博士課程2年・大石若菜さんの論文が出版されました。概要は以下の通りです。
Inactivation kinetics modeling of Escherichia coli in concentrated urine for implementing predictive environmental microbiology in sanitation safety planning
(衛生安全計画における予測環境微生物学の適用のための濃縮尿中大腸菌不活化モデルの構築)
Wakana Oishi, Ikuo Kato, Nowaki Hijikata, Ken Ushijima, Ryusei Ito, Naoyuki Funamizu, Osamu Nishimura, Daisuke Sano
Journal of Environmental Management, August 2020, 268, 110672.
【背景】し尿からの資源回収および農地還元はサニテーションの普及のみならず、持続的な農地利用、食糧生産、水資源の保全等に寄与することで、持続的な社会の発展に包括的に貢献します。特に尿中にはリン、窒素、カリウムが豊富に含まれ、し尿分離型トイレで糞便と分けて回収されます。各家庭と肥料を使う農地は近接しているとは限らないので、尿は各家庭から回収して肥料製造工場または農地へ運搬されますが、尿はその容積のほとんどが水であるため肥料成分当たりの輸送コストが高く、化成肥料と比べ割高になってしまいます。尿からの資源回収システムを成立させるためには、回収前に尿の濃縮(減容)が不可欠です。一方でし尿分離型トイレから回収された尿中には病原微生物が存在します。回収作業者が尿に接触することに伴う感染リスクが問題となるため、濃縮尿の回収前には不活化処理が必要です。

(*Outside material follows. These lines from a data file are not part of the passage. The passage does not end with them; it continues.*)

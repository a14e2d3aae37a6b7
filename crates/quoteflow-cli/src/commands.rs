//! CLI command definitions using clap

use clap::{Parser, Subcommand, ValueEnum};
use std::path::PathBuf;

/// Quoteflow: replay an order file into the H3C iConfig configurator
#[derive(Parser, Debug)]
#[command(name = "quoteflow")]
#[command(author, version, about, long_about = None)]
#[command(propagate_version = true)]
pub struct Cli {
    /// Verbosity level (-v, -vv)
    #[arg(short, long, action = clap::ArgAction::Count, global = true)]
    pub verbose: u8,

    /// Quiet mode (suppress non-error output)
    #[arg(short, long, global = true)]
    pub quiet: bool,

    /// Color output (auto, always, never)
    #[arg(long, default_value = "auto", global = true)]
    pub color: ColorArg,

    /// Log line format
    #[arg(long, default_value = "text", global = true)]
    pub log_format: LogFormatArg,

    /// Subcommand to run
    #[command(subcommand)]
    pub command: Commands,
}

/// CLI subcommands
#[derive(Subcommand, Debug)]
pub enum Commands {
    /// Replay the order into the configurator with a real browser
    Run(RunArgs),

    /// Parse the order file and print what would be entered
    Parse(ParseArgs),

    /// Print the effective settings as YAML
    Settings(SettingsArgs),
}

/// Arguments for the run command
#[derive(Parser, Debug)]
pub struct RunArgs {
    /// Order file
    #[arg(short, long, default_value = "Config.txt")]
    pub config: PathBuf,

    /// Credential file (`username：…` and `password：…` lines)
    #[arg(short, long, default_value = "Account.txt")]
    pub account: PathBuf,

    /// Settings file (YAML); defaults apply when omitted
    #[arg(short, long)]
    pub settings: Option<PathBuf>,

    /// Run the browser without a window
    #[arg(long)]
    pub headless: bool,

    /// Chromium executable
    #[arg(long)]
    pub chromium_path: Option<PathBuf>,

    /// Directory for diagnostic snapshots
    #[arg(short, long)]
    pub output_dir: Option<PathBuf>,

    /// Write the run report as JSON
    #[arg(long)]
    pub report: Option<PathBuf>,

    /// Log file, truncated at start
    #[arg(long, default_value = "log.txt")]
    pub log_file: PathBuf,
}

/// Arguments for the parse command
#[derive(Parser, Debug)]
pub struct ParseArgs {
    /// Order file
    #[arg(short, long, default_value = "Config.txt")]
    pub config: PathBuf,

    /// Name of the line that starts the product section
    #[arg(long)]
    pub section: Option<String>,

    /// Output format
    #[arg(short, long, default_value = "text")]
    pub format: ParseFormat,
}

/// Arguments for the settings command
#[derive(Parser, Debug)]
pub struct SettingsArgs {
    /// Settings file (YAML)
    #[arg(short, long)]
    pub settings: Option<PathBuf>,
}

/// Output format of the parse command
#[derive(ValueEnum, Clone, Copy, Debug, Default, PartialEq, Eq)]
pub enum ParseFormat {
    /// Indented tree
    #[default]
    Text,
    /// JSON document
    Json,
    /// YAML document
    Yaml,
}

/// Color argument
#[derive(ValueEnum, Clone, Copy, Debug, Default, PartialEq, Eq)]
pub enum ColorArg {
    /// Auto-detect terminal
    #[default]
    Auto,
    /// Always use colors
    Always,
    /// Never use colors
    Never,
}

impl From<ColorArg> for crate::config::ColorChoice {
    fn from(arg: ColorArg) -> Self {
        match arg {
            ColorArg::Auto => Self::Auto,
            ColorArg::Always => Self::Always,
            ColorArg::Never => Self::Never,
        }
    }
}

/// Log format argument
#[derive(ValueEnum, Clone, Copy, Debug, Default, PartialEq, Eq)]
pub enum LogFormatArg {
    /// Human-readable lines
    #[default]
    Text,
    /// JSON lines
    Json,
}

impl From<LogFormatArg> for crate::config::LogFormat {
    fn from(arg: LogFormatArg) -> Self {
        match arg {
            LogFormatArg::Text => Self::Text,
            LogFormatArg::Json => Self::Json,
        }
    }
}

【成果】本研究は、運搬コスト削減のための「濃縮」の衛生学的側面に着目することで、不活化のための消毒剤や外部電力を用いることなく、濃縮尿の回収は衛生学的に安全に実施可能であることを示しました。危害分析-重要管理点(HACCP)による濃縮尿の衛生学的安全管理に必須である濃縮尿中病原微生物不活化モデルを新たに構築し、安全管理基準を定量的微生物リスク評価により推定したところ、加水分解された尿は濃縮することでWHOが推奨する 6か月以上の貯蔵期間を大幅に短縮可能できることが示されました。また、塩類等の濃縮による浸透圧上昇が大腸菌の不活化を促進したことから、浸透圧が重要管理点で監視すべき安全管理基準となることが示唆されました。本研究はHACCPの予測微生物学的アプローチをし尿の衛生安全管理に拡張することで、重要管理点の監視による回収作業者の感染リスク管理を可能にしました。この成果は、これまで安全性の理由により困難であった肥料原料としてのし尿の定期的な回収に合理性を与え、積極的な資源回収を可能にするものです。